Already today, governments – and the public they serve – are learning that open public data can boost transparency, improve public services and fuel innovation.

Already today, ordinary citizens are using new apps and services to make everyday tasks quicker and more convenient, and open up new possibilities too. Apps which, whether they know it or not, rely on the power of big data.

Because the fact is, whatever you’re trying to do these days, the answer may well lie in data. Whether you want to unlock the human genome – or open up government. Whether you’re trying to predict the economic future—or decrypt a foreign website. Whether you’re trying to locate a traffic jam or a Higgs boson: big data tools will be helping you.

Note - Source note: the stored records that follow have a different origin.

// SPDX-License-Identifier: Apache-2.0
//! Wavefront trial harness.
//!
//! Runs repeated trials of the three relaxation lanes on an identically
//! seeded grid, verifies each parallel lane bit-for-bit against the
//! sequential baseline, and reports min/mid/max wall-clock seconds per
//! lane. A mismatch is reported and the harness proceeds to the next
//! trial; only the final summary carries the verdict.

use std::time::Instant;

use anyhow::Result;
use clap::Parser;
use comfy_table::Table;
use wavefront_core::{
    relax_phase_parallel, relax_sequential, relax_token_engine, seeded_grid, Grid, NullProbe,
    SharedGrid,
};

#[derive(Parser, Debug)]
#[clap(author, version, about, long_about = None)]
struct Args {
    /// Grid height (rows), including the fixed border.
    #[clap(long, default_value_t = 1500)]
    rows: usize,

    /// Grid width (columns), including the fixed border.
    #[clap(long, default_value_t = 3000)]
    cols: usize,

    /// Number of relaxation passes (T).
    #[clap(long, default_value_t = 3000)]
    passes: u32,

    /// Worker threads for the parallel lanes; 0 means hardware concurrency.
    #[clap(long, default_value_t = 0)]
    workers: usize,

    /// Number of timed trials per lane.
    #[clap(long, default_value_t = 19)]
    trials: u32,

    /// Seed for the deterministic grid fill.
    #[clap(long, default_value_t = 0)]
    seed: u64,
}

/// Per-lane timing accumulator with an equality verdict.
struct Lane {
    name: &'static str,
    secs: Vec<f64>,
    all_matched: bool,
}

impl Lane {
    fn new(name: &'static str) -> Self {
        Self {
            name,
            secs: Vec::new(),
            all_matched: true,
        }
    }

    /// min / mid / max, where mid is the midrange `(min + max) / 2`,
    /// the statistic the harness has always reported.
    fn summary(&self) -> (f64, f64, f64) {
        let min = self.secs.iter().copied().fold(f64::INFINITY, f64::min);
        let max = self.secs.iter().copied().fold(f64::NEG_INFINITY, f64::max);
        (min, (min + max) / 2.0, max)
    }
}

fn run_sequential_lane(seeded: &Grid, passes: u32, lane: &mut Lane) -> Grid {
    let mut grid = seeded.clone();
    let start = Instant::now();
    relax_sequential(&mut grid, passes);
    lane.secs.push(start.elapsed().as_secs_f64());
    grid
}

fn run_phase_lane(seeded: &Grid, baseline: &Grid, passes: u32, workers: usize, lane: &mut Lane) {
    let shared = SharedGrid::from_grid(seeded);
    let start = Instant::now();
    relax_phase_parallel(&shared, passes, workers);
    lane.secs.push(start.elapsed().as_secs_f64());
    if !baseline.bit_eq(&shared.snapshot()) {
        println!("warning: {} lane diverged from the baseline", lane.name);
        lane.all_matched = false;
    }
}

fn run_engine_lane(
    seeded: &Grid,
    baseline: &Grid,
    passes: u32,
    workers: usize,
    lane: &mut Lane,
) -> Result<()> {
    let shared = SharedGrid::from_grid(seeded);
    let start = Instant::now();
    relax_token_engine(&shared, passes, workers, &NullProbe)?;
    lane.secs.push(start.elapsed().as_secs_f64());
    if !baseline.bit_eq(&shared.snapshot()) {
        println!("warning: {} lane diverged from the baseline", lane.name);
        lane.all_matched = false;
    }
    Ok(())
}

fn main() -> Result<()> {
    let args = Args::parse();
    let workers = if args.workers == 0 {
        std::thread::available_parallelism().map_or(1, std::num::NonZeroUsize::get)
    } else {
        args.workers
    };

    println!(
        "grid {}x{}, {} passes, {} workers, {} trials",
        args.rows, args.cols, args.passes, workers, args.trials
    );

    let mut sequential = Lane::new("sequential");
    let mut phases = Lane::new("phase-parallel");
    let mut engine = Lane::new("token-engine");

    for trial in 1..=args.trials {
        let seeded = seeded_grid(args.rows, args.cols, args.seed);

        let baseline = run_sequential_lane(&seeded, args.passes, &mut sequential);
        run_phase_lane(&seeded, &baseline, args.passes, workers, &mut phases);
        run_engine_lane(&seeded, &baseline, args.passes, workers, &mut engine)?;

        println!("{}% done", trial * 100 / args.trials);
    }

    let mut table = Table::new();
    table.set_header(vec!["lane", "min (s)", "mid (s)", "max (s)", "verdict"]);
    for lane in [&sequential, &phases, &engine] {
        let (min, mid, max) = lane.summary();
        let verdict = if lane.all_matched { "ok" } else { "MISMATCH" };
        table.add_row(vec![
            lane.name.to_string(),
            format!("{min:.4}"),
            format!("{mid:.4}"),
            format!("{max:.4}"),
            verdict.to_string(),
        ]);
    }
    println!("{table}");

    Ok(())
}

But this data revolution, moving to a data-driven economy, won’t happen by itself. It needs a helping hand, and the right framework. Data needs to be freely available for use and re-use. It needs to be easy to transport and inter-operate — without different rules and standards for every country and dataset. And it needs the framework that safeguards privacy and builds trust.

Here are three ways the European Commission is supporting that.

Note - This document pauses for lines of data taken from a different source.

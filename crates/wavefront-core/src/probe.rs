// SPDX-License-Identifier: Apache-2.0

//! Engine instrumentation hooks.
//!
//! Every hook has an empty default body, so production callers pass
//! [`NullProbe`] and pay nothing. Tests install counting probes to check
//! the protocol invariants (single token in flight, no reentrant receive,
//! exactly T passes per actor, send/dispatch balance).

use crate::actor::ActorId;
use crate::channel::ChannelId;

/// Observer for token-engine protocol events.
///
/// Implementations must be `Sync`: hooks fire concurrently from every
/// worker thread.
pub trait Probe: Sync {
    /// A token send was attempted on `channel`. `suppressed` is true when
    /// the channel was already in flight and the send was dropped.
    fn on_send(&self, channel: ChannelId, suppressed: bool) {
        let _ = (channel, suppressed);
    }

    /// A worker dequeued `channel` from the ready queue.
    fn on_dispatch(&self, channel: ChannelId) {
        let _ = channel;
    }

    /// An actor's receive handler was entered (actor lock held).
    fn on_receive_enter(&self, actor: ActorId) {
        let _ = actor;
    }

    /// An actor's receive handler returned.
    fn on_receive_exit(&self, actor: ActorId) {
        let _ = actor;
    }

    /// An actor completed relaxation pass `pass` (1-based) on its row.
    fn on_relax(&self, actor: ActorId, pass: u32) {
        let _ = (actor, pass);
    }

    /// A worker observed global quiescence and exited its loop.
    fn on_worker_exit(&self) {}
}

/// No-op probe for production runs.
#[derive(Clone, Copy, Debug, Default)]
pub struct NullProbe;

impl Probe for NullProbe {}
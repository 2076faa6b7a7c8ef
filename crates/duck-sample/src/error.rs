//! Error types for the pond application.

use duck_framework::CaseError;
use thiserror::Error;

/// Errors that can occur while assembling or driving the pond.
#[derive(Debug, Error)]
pub enum PondError {
    /// A duck was defined with a broken case mapping.
    #[error("Invalid duck definition: {0}")]
    InvalidDuck(#[from] CaseError),

    /// A scripted action could not be parsed.
    #[error("Invalid action script: {0}")]
    InvalidScript(#[from] serde_json::Error),
}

First, we are opening up new seams of data within a vibrant single market.

Much of this data is already here with us: but held by our public administrations, locked up or unusable. This is data that is rich, comprehensive, and that taxpayers have already paid for. We need to open it up. The benefits could be worth tens of billions of euros per year.

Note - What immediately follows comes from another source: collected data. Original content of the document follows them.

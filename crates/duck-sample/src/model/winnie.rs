use serde::{Deserialize, Serialize};

#[derive(Debug, Clone, PartialEq, Serialize, Deserialize)]
pub struct WinnieState {
    pub home: bool,
}

impl Default for WinnieState {
    fn default() -> Self {
        Self { home: true }
    }
}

That’s why we’ve proposed legislation to unlock this goldmine. That legislation is making good progress: yesterday the trialogue seemed conclusive. I hope it can now be agreed within the coming months – and make it easier for people to use and re-use public data, generating value again and again at low cost, across the single market.

We are practising what we preach in the Commission, too: our own open data portal, although still in “Beta”, is already getting hundreds of hits per day. And in the coming months, we will be working intensively towards a pan-European data portal, a one-stop shop for Europe’s open public data, for every country and every level of government.

Plus there is a host of scientific information we can open up too. And we are. All EU-funded research results will be available under open access. That’s tens of billions of euros worth of research that can be used by other scientists, other entrepreneurs, or the taxpayers who paid for it: stimulating further research, innovation and creativity. Plus, we will progressively open up access to the underlying scientific data – powering whole new fields of research. And we are encouraging member states to do likewise for their own funding programmes.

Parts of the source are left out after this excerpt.